Input material Block Start

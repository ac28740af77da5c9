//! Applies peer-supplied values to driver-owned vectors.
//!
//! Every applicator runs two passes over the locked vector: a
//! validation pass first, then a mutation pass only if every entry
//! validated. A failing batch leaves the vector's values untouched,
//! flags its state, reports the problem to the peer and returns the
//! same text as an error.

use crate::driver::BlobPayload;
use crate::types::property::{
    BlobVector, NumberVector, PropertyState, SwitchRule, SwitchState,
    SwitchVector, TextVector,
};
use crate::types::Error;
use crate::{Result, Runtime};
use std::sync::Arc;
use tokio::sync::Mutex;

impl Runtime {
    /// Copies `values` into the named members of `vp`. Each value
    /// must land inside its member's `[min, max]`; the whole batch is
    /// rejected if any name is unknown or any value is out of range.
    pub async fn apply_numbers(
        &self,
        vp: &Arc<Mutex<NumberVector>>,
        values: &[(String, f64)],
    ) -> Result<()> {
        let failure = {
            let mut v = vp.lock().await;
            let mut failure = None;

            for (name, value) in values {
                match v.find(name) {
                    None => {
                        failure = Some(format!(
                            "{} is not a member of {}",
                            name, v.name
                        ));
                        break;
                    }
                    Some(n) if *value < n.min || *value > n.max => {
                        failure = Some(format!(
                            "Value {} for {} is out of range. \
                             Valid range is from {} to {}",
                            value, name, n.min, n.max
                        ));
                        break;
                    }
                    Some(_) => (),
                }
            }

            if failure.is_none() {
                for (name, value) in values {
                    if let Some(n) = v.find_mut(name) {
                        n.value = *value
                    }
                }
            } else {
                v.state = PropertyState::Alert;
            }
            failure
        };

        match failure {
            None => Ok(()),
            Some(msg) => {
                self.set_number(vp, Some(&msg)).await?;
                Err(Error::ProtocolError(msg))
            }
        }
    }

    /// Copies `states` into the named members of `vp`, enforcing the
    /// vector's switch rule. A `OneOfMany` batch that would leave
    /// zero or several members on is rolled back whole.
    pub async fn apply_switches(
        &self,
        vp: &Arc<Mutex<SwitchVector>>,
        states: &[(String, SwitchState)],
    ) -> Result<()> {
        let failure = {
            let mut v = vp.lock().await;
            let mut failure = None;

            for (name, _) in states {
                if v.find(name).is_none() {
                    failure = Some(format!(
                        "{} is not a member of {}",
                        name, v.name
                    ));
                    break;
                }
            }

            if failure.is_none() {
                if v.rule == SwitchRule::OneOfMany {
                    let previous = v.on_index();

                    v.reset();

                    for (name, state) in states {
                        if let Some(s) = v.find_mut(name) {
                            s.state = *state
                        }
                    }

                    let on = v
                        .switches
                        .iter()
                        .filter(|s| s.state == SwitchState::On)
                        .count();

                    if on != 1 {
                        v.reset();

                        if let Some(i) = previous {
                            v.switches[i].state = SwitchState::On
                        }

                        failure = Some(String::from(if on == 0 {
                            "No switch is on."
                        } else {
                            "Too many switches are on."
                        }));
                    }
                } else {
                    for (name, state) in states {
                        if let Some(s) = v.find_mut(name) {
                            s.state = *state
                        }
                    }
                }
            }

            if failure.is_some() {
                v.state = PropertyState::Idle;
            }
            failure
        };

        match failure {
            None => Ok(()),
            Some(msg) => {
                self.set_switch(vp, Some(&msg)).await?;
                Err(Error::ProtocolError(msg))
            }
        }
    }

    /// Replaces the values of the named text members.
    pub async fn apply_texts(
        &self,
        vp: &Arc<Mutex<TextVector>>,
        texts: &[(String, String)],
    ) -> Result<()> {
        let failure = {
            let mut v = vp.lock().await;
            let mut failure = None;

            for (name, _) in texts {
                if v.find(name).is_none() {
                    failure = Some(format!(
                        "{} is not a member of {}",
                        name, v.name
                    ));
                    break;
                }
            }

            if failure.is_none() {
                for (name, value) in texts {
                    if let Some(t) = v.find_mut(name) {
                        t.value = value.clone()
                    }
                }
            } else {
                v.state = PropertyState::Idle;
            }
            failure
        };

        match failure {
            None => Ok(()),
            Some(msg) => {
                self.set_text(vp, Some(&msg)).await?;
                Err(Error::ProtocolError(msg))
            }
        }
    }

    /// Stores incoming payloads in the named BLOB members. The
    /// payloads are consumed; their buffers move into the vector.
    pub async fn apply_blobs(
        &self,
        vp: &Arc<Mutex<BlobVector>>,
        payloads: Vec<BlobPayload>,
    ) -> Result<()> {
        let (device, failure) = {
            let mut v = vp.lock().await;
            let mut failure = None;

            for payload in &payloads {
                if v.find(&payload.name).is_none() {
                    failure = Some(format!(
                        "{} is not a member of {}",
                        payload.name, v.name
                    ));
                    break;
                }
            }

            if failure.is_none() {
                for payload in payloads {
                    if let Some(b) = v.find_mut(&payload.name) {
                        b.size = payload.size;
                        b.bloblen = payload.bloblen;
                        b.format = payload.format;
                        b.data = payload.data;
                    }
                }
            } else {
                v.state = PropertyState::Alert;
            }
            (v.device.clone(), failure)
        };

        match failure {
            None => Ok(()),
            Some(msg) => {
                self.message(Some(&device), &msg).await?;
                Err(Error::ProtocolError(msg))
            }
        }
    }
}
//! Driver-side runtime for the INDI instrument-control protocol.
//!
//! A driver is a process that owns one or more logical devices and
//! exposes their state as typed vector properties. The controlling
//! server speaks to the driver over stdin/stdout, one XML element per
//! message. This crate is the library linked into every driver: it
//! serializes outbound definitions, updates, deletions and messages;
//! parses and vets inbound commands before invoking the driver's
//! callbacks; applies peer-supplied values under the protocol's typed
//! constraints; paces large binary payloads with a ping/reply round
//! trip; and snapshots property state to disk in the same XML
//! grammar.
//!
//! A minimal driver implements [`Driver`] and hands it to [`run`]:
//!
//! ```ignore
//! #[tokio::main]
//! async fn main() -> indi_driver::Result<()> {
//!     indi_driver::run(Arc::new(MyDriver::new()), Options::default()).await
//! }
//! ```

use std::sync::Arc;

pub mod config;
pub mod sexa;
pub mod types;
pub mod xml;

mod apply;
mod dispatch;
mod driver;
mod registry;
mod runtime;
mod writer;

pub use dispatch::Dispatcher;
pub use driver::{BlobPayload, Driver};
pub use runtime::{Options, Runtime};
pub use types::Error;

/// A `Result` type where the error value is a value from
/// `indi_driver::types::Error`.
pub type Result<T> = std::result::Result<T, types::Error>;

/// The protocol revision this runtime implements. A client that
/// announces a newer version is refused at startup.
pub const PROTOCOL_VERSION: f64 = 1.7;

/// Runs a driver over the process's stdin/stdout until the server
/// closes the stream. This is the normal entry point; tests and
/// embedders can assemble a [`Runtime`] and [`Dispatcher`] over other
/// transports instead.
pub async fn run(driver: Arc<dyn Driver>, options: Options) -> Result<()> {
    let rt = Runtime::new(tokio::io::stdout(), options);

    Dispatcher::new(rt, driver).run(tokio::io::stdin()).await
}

Input material Block End

## Task requirements
Print every entry from the material exactly.

## Response box
repository ac28740af77da5c9
//! Applies peer-supplied values to driver-owned vectors.
//!
//! Every applicator runs two passes over the locked vector: a
//! validation pass first, then a mutation pass only if every entry
//! validated. A failing batch leaves the vector's values untouched,
//! flags its state, reports the problem to the peer and returns the
//! same text as an error.

use crate::driver::BlobPayload;
use crate::types::property::{
    BlobVector, NumberVector, PropertyState, SwitchRule, SwitchState,
    SwitchVector, TextVector,
};
use crate::types::Error;
use crate::{Result, Runtime};
use std::sync::Arc;
use tokio::sync::Mutex;

impl Runtime {
    /// Copies `values` into the named members of `vp`. Each value
    /// must land inside its member's `[min, max]`; the whole batch is
    /// rejected if any name is unknown or any value is out of range.
    pub async fn apply_numbers(
        &self,
        vp: &Arc<Mutex<NumberVector>>,
        values: &[(String, f64)],
    ) -> Result<()> {
        let failure = {
            let mut v = vp.lock().await;
            let mut failure = None;

            for (name, value) in values {
                match v.find(name) {
                    None => {
                        failure = Some(format!(
                            "{} is not a member of {}",
                            name, v.name
                        ));
                        break;
                    }
                    Some(n) if *value < n.min || *value > n.max => {
                        failure = Some(format!(
                            "Value {} for {} is out of range. \
                             Valid range is from {} to {}",
                            value, name, n.min, n.max
                        ));
                        break;
                    }
                    Some(_) => (),
                }
            }

            if failure.is_none() {
                for (name, value) in values {
                    if let Some(n) = v.find_mut(name) {
                        n.value = *value
                    }
                }
            } else {
                v.state = PropertyState::Alert;
            }
            failure
        };

        match failure {
            None => Ok(()),
            Some(msg) => {
                self.set_number(vp, Some(&msg)).await?;
                Err(Error::ProtocolError(msg))
            }
        }
    }

    /// Copies `states` into the named members of `vp`, enforcing the
    /// vector's switch rule. A `OneOfMany` batch that would leave
    /// zero or several members on is rolled back whole.
    pub async fn apply_switches(
        &self,
        vp: &Arc<Mutex<SwitchVector>>,
        states: &[(String, SwitchState)],
    ) -> Result<()> {
        let failure = {
            let mut v = vp.lock().await;
            let mut failure = None;

            for (name, _) in states {
                if v.find(name).is_none() {
                    failure = Some(format!(
                        "{} is not a member of {}",
                        name, v.name
                    ));
                    break;
                }
            }

            if failure.is_none() {
                if v.rule == SwitchRule::OneOfMany {
                    let previous = v.on_index();

                    v.reset();

                    for (name, state) in states {
                        if let Some(s) = v.find_mut(name) {
                            s.state = *state
                        }
                    }

                    let on = v
                        .switches
                        .iter()
                        .filter(|s| s.state == SwitchState::On)
                        .count();

                    if on != 1 {
                        v.reset();

                        if let Some(i) = previous {
                            v.switches[i].state = SwitchState::On
                        }

                        failure = Some(String::from(if on == 0 {
                            "No switch is on."
                        } else {
                            "Too many switches are on."
                        }));
                    }
                } else {
                    for (name, state) in states {
                        if let Some(s) = v.find_mut(name) {
                            s.state = *state
                        }
                    }
                }
            }

            if failure.is_some() {
                v.state = PropertyState::Idle;
            }
            failure
        };

        match failure {
            None => Ok(()),
            Some(msg) => {
                self.set_switch(vp, Some(&msg)).await?;
                Err(Error::ProtocolError(msg))
            }
        }
    }

    /// Replaces the values of the named text members.
    pub async fn apply_texts(
        &self,
        vp: &Arc<Mutex<TextVector>>,
        texts: &[(String, String)],
    ) -> Result<()> {
        let failure = {
            let mut v = vp.lock().await;
            let mut failure = None;

            for (name, _) in texts {
                if v.find(name).is_none() {
                    failure = Some(format!(
                        "{} is not a member of {}",
                        name, v.name
                    ));
                    break;
                }
            }

            if failure.is_none() {
                for (name, value) in texts {
                    if let Some(t) = v.find_mut(name) {
                        t.value = value.clone()
                    }
                }
            } else {
                v.state = PropertyState::Idle;
            }
            failure
        };

        match failure {
            None => Ok(()),
            Some(msg) => {
                self.set_text(vp, Some(&msg)).await?;
                Err(Error::ProtocolError(msg))
            }
        }
    }

    /// Stores incoming payloads in the named BLOB members. The
    /// payloads are consumed; their buffers move into the vector.
    pub async fn apply_blobs(
        &self,
        vp: &Arc<Mutex<BlobVector>>,
        payloads: Vec<BlobPayload>,
    ) -> Result<()> {
        let (device, failure) = {
            let mut v = vp.lock().await;
            let mut failure = None;

            for payload in &payloads {
                if v.find(&payload.name).is_none() {
                    failure = Some(format!(
                        "{} is not a member of {}",
                        payload.name, v.name
                    ));
                    break;
                }
            }

            if failure.is_none() {
                for payload in payloads {
                    if let Some(b) = v.find_mut(&payload.name) {
                        b.size = payload.size;
                        b.bloblen = payload.bloblen;
                        b.format = payload.format;
                        b.data = payload.data;
                    }
                }
            } else {
                v.state = PropertyState::Alert;
            }
            (v.device.clone(), failure)
        };

        match failure {
            None => Ok(()),
            Some(msg) => {
                self.message(Some(&device), &msg).await?;
                Err(Error::ProtocolError(msg))
            }
        }
    }
}
//! Driver-side runtime for the INDI instrument-control protocol.
//!
//! A driver is a process that owns one or more logical devices and
//! exposes their state as typed vector properties. The controlling
//! server speaks to the driver over stdin/stdout, one XML element per
//! message. This crate is the library linked into every driver: it
//! serializes outbound definitions, updates, deletions and messages;
//! parses and vets inbound commands before invoking the driver's
//! callbacks; applies peer-supplied values under the protocol's typed
//! constraints; paces large binary payloads with a ping/reply round
//! trip; and snapshots property state to disk in the same XML
//! grammar.
//!
//! A minimal driver implements [`Driver`] and hands it to [`run`]:
//!
//! ```ignore
//! #[tokio::main]
//! async fn main() -> indi_driver::Result<()> {
//!     indi_driver::run(Arc::new(MyDriver::new()), Options::default()).await
//! }
//! ```

use std::sync::Arc;

pub mod config;
pub mod sexa;
pub mod types;
pub mod xml;

mod apply;
mod dispatch;
mod driver;
mod registry;
mod runtime;
mod writer;

pub use dispatch::Dispatcher;
pub use driver::{BlobPayload, Driver};
pub use runtime::{Options, Runtime};
pub use types::Error;

/// A `Result` type where the error value is a value from
/// `indi_driver::types::Error`.
pub type Result<T> = std::result::Result<T, types::Error>;

/// The protocol revision this runtime implements. A client that
/// announces a newer version is refused at startup.
pub const PROTOCOL_VERSION: f64 = 1.7;

/// Runs a driver over the process's stdin/stdout until the server
/// closes the stream. This is the normal entry point; tests and
/// embedders can assemble a [`Runtime`] and [`Dispatcher`] over other
/// transports instead.
pub async fn run(driver: Arc<dyn Driver>, options: Options) -> Result<()> {
    let rt = Runtime::new(tokio::io::stdout(), options);

    Dispatcher::new(rt, driver).run(tokio::io::stdin()).await
}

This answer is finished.